My name is Lucy Barton

November 18, 2016

My name is Lucy Barton


The novel – narrated by the protagonist from the vantage point of the future, both with the benefit of hindsight and the unreliability of memory – takes places over five nights in the mid-1980s. Lucy Barton has been in hospital for three weeks with an undiagnosed illness after having her appendix removed. She is separated from her husband and two daughters, aged five and six, whom she misses desperately. Unexpectedly, her mother, from whom she has been estranged for years, arrives at her bedside. Lucy is now a successful writer, but her mother’s presence reignites memories of her childhood – of poverty, abuse and social exclusion: “We were oddities, our family, even in that tiny rural town of Amgash, Illinois.”

You wonder if Lucy’s medical condition, undiagnosed throughout the novel, might be psychosomatic; in another setting, she could be the perfect subject for a Freudian case study on hysteria. Not only does her illness afford her nine weeks of daily visits from a kindly Jewish doctor “to whom I felt a deep attachment”, it brings her mother rushing to her bedside, with the possibility not just of reconciliation, but of cure: “Her being there, using my pet name, which I had not heard in ages, made me feel warm and liquid-filled, as though all my tension had been a solid thing and now was not.” With her mother holding vigil, Lucy is relieved of the insomnia that has plagued her in hospital: “That night I slept without waking, and in the morning my mother was sitting where she had been the day before.”

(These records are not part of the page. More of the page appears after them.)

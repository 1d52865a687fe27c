use axum::{
    http::StatusCode,
    response::{IntoResponse, Response},
    Json,
};
use serde_json::json;
use thiserror::Error;

use crate::compiler::CompileError;
use crate::latex::TemplateError;
use crate::preview::PreviewError;

/// Application-level error type.
/// Implements `IntoResponse` so Axum handlers can return `Result<T, AppError>`.
#[derive(Debug, Error)]
pub enum AppError {
    #[error("Not found: {0}")]
    NotFound(String),

    #[error("Compilation error: {0}")]
    Compile(#[from] CompileError),

    #[error("Conflict: {0}")]
    Superseded(#[from] PreviewError),

    #[error("Template error: {0}")]
    Template(#[from] TemplateError),
}

impl IntoResponse for AppError {
    fn into_response(self) -> Response {
        let (status, code, message) = match &self {
            AppError::NotFound(msg) => (StatusCode::NOT_FOUND, "NOT_FOUND", msg.clone()),
            AppError::Compile(e) if e.is_transport() => {
                tracing::error!("Compiler unreachable: {e:?}");
                (
                    StatusCode::BAD_GATEWAY,
                    "COMPILE_TRANSPORT_ERROR",
                    e.to_string(),
                )
            }
            AppError::Compile(e) => {
                tracing::warn!("Compilation rejected: {e}");
                (
                    StatusCode::UNPROCESSABLE_ENTITY,
                    "COMPILE_REMOTE_ERROR",
                    e.to_string(),
                )
            }
            AppError::Superseded(e) => (StatusCode::CONFLICT, "SUPERSEDED", e.to_string()),
            AppError::Template(e) => {
                tracing::error!("Template error: {e}");
                (
                    StatusCode::INTERNAL_SERVER_ERROR,
                    "TEMPLATE_ERROR",
                    "The document template could not be loaded".to_string(),
                )
            }
        };

        let body = Json(json!({
            "error": {
                "code": code,
                "message": message
            }
        }));

        (status, body).into_response()
    }
}
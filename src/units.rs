#[derive(Eq, PartialEq, Copy, Clone, Debug)]
pub struct RowsCount(pub usize);
#[derive(Eq, PartialEq, Copy, Clone, Debug)]
pub struct ColumnsCount(pub usize);

#[derive(Eq, PartialEq, Copy, Clone, Debug)]
pub struct NodesCount(pub usize);
#[derive(Eq, PartialEq, Copy, Clone, Debug)]
pub struct EdgesCount(pub usize);
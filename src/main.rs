use docopt::Docopt;
use error_chain::{bail, quick_main};
use serde_derive::Deserialize;
use std::{
    fs::File,
    io,
    io::prelude::*,
};
use tracing_subscriber::EnvFilter;
use treemaze::{
    displays::CellDisplay,
    generators,
    graph::{Graph, VertexId},
    grids::{self, RectGridDimensions},
    pathing,
    renderers::{self, RenderOptionsBuilder},
    units::{ColumnsCount, NodesCount, RowsCount},
};

const USAGE: &str = "Tree mazes

Usage:
    treemaze -h | --help
    treemaze [--rows=<n> --columns=<m>] [--max-cells=<n>] [--seed=<s>] [--text-out=<path>] [--show-distances] [--dump-graph] [--wall=<c>] [--open=<c>]

Options:
    -h --help              Show this screen.
    --rows=<n>             Number of maze rows. Asked for on stdin when rows or columns is missing.
    --columns=<m>          Number of maze columns.
    --max-cells=<n>        Largest allowed rows * columns [default: 1000].
    --seed=<s>             Seed for the random generator, repeat a seed to repeat a maze.
    --text-out=<path>      Output file path for the textual rendering of the maze.
    --show-distances       Show the distance from the start to every open cell, in base 36.
    --dump-graph           Print the maze graph: vertex and edge counts, vertices, adjacency lists.
    --wall=<c>             Wall glyph, defaults to X.
    --open=<c>             Open passage glyph, defaults to a space.

The maze is printed one grid row per line: rows run down the screen, columns across.
";

#[derive(Debug, Deserialize)]
struct MazeArgs {
    flag_rows: Option<usize>,
    flag_columns: Option<usize>,
    flag_max_cells: usize,
    flag_seed: Option<u64>,
    flag_text_out: String,
    flag_show_distances: bool,
    flag_dump_graph: bool,
    flag_wall: Option<String>,
    flag_open: Option<String>,
}

mod errors {
    use error_chain::*;
    error_chain! {

        foreign_links {
            DocOptFailure(::docopt::Error);
            Io(::std::io::Error);
            ParseInt(::std::num::ParseIntError);
            Graph(::treemaze::graph::GraphError);
        }
    }
}
use crate::errors::*;

quick_main!(run);

fn run() -> Result<()> {

    tracing_subscriber::fmt()
        .with_env_filter(EnvFilter::try_from_default_env().unwrap_or_else(|_| EnvFilter::new("warn")))
        .with_writer(io::stderr)
        .init();

    let args: MazeArgs = Docopt::new(USAGE).and_then(|d| d.deserialize())?;

    let (rows, columns) = match (args.flag_rows, args.flag_columns) {
        (Some(rows), Some(columns)) => (rows, columns),
        _ => prompt_for_dimensions(args.flag_max_cells)?,
    };
    let dimensions = RectGridDimensions::checked_new(RowsCount(rows),
                                                     ColumnsCount(columns),
                                                     NodesCount(args.flag_max_cells))
        .ok_or_else(|| {
            format!("Both maze dimensions must be greater than 0 and their product at most {}, \
                     got {} x {}.",
                    args.flag_max_cells,
                    rows,
                    columns)
        })?;
    let grid = grids::rect_grid_graph(dimensions);

    let start = VertexId(0);
    let maze = generators::recursive_backtracker(&grid, start, args.flag_seed)?;
    let exit = pathing::farthest_vertex(&maze, start)?;
    tracing::info!(%exit, edges = maze.edge_count(), "maze ready");

    if args.flag_dump_graph {
        print!("{}", maze);
    }

    let distances = if args.flag_show_distances {
        Some(pathing::Distances::for_graph(&maze, start)?)
    } else {
        None
    };

    let wall = glyph_arg(&args.flag_wall, renderers::DEFAULT_WALL)?;
    let open = glyph_arg(&args.flag_open, renderers::DEFAULT_OPEN)?;
    let render_options = RenderOptionsBuilder::new()
        .wall(wall)
        .open(open)
        .cell_display(distances.as_ref().map(|d| d as &dyn CellDisplay));

    let text = renderers::render_maze_with_markers(&maze, dimensions, start, exit, render_options)?;
    write_maze(&maze, &text, &args.flag_text_out)
}

fn prompt_for_dimensions(max_cells: usize) -> Result<(usize, usize)> {
    println!("Enter dimensions for maze (both numbers must be greater than 0, and their product \
              should be at most {}): ",
             max_cells);

    let stdin = io::stdin();
    let mut numbers = Vec::with_capacity(2);
    for line in stdin.lock().lines() {
        let line = line?;
        for word in line.split_whitespace() {
            numbers.push(word.parse::<usize>()?);
        }
        if numbers.len() >= 2 {
            break;
        }
    }

    match numbers[..] {
        [rows, columns, ..] => Ok((rows, columns)),
        _ => bail!("Expected two maze dimensions on stdin."),
    }
}

fn glyph_arg(arg: &Option<String>, default: char) -> Result<char> {
    match arg {
        None => Ok(default),
        Some(text) => renderers::parse_glyph(text)
            .ok_or_else(|| format!("Maze glyphs must be a single character, got {:?}.", text).into()),
    }
}

fn write_maze(maze: &Graph, text: &str, text_out: &str) -> Result<()> {
    let banner = "Start at the S and find your way to the question mark.";
    if text_out.is_empty() {
        println!("{}", banner);
        print!("{}", text);
    } else {
        write_text_to_file(text, text_out)
            .chain_err(|| format!("Failed to write maze to text file {}", text_out))?;
        tracing::info!(path = text_out, cells = maze.vertex_count(), "maze written");
    }
    Ok(())
}

fn write_text_to_file(data: &str, file_name: &str) -> io::Result<()> {
    let mut f = File::create(file_name)?;
    f.write_all(data.as_bytes())?;
    Ok(())
}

It is the silences, the ellipses in conversations that articulate the emotional truths of relationships. Lucy’s mother is unable to tell her daughter she loves her except “when your eyes are closed” and there is a quietly devastating tragedy about the way Lucy endeavours to make peace with this: “I feel that people may not understand that my mother could never say the words I love you… It was all right.” And yet this is a novel about love: about the complicated, complex love between a mother and daughter.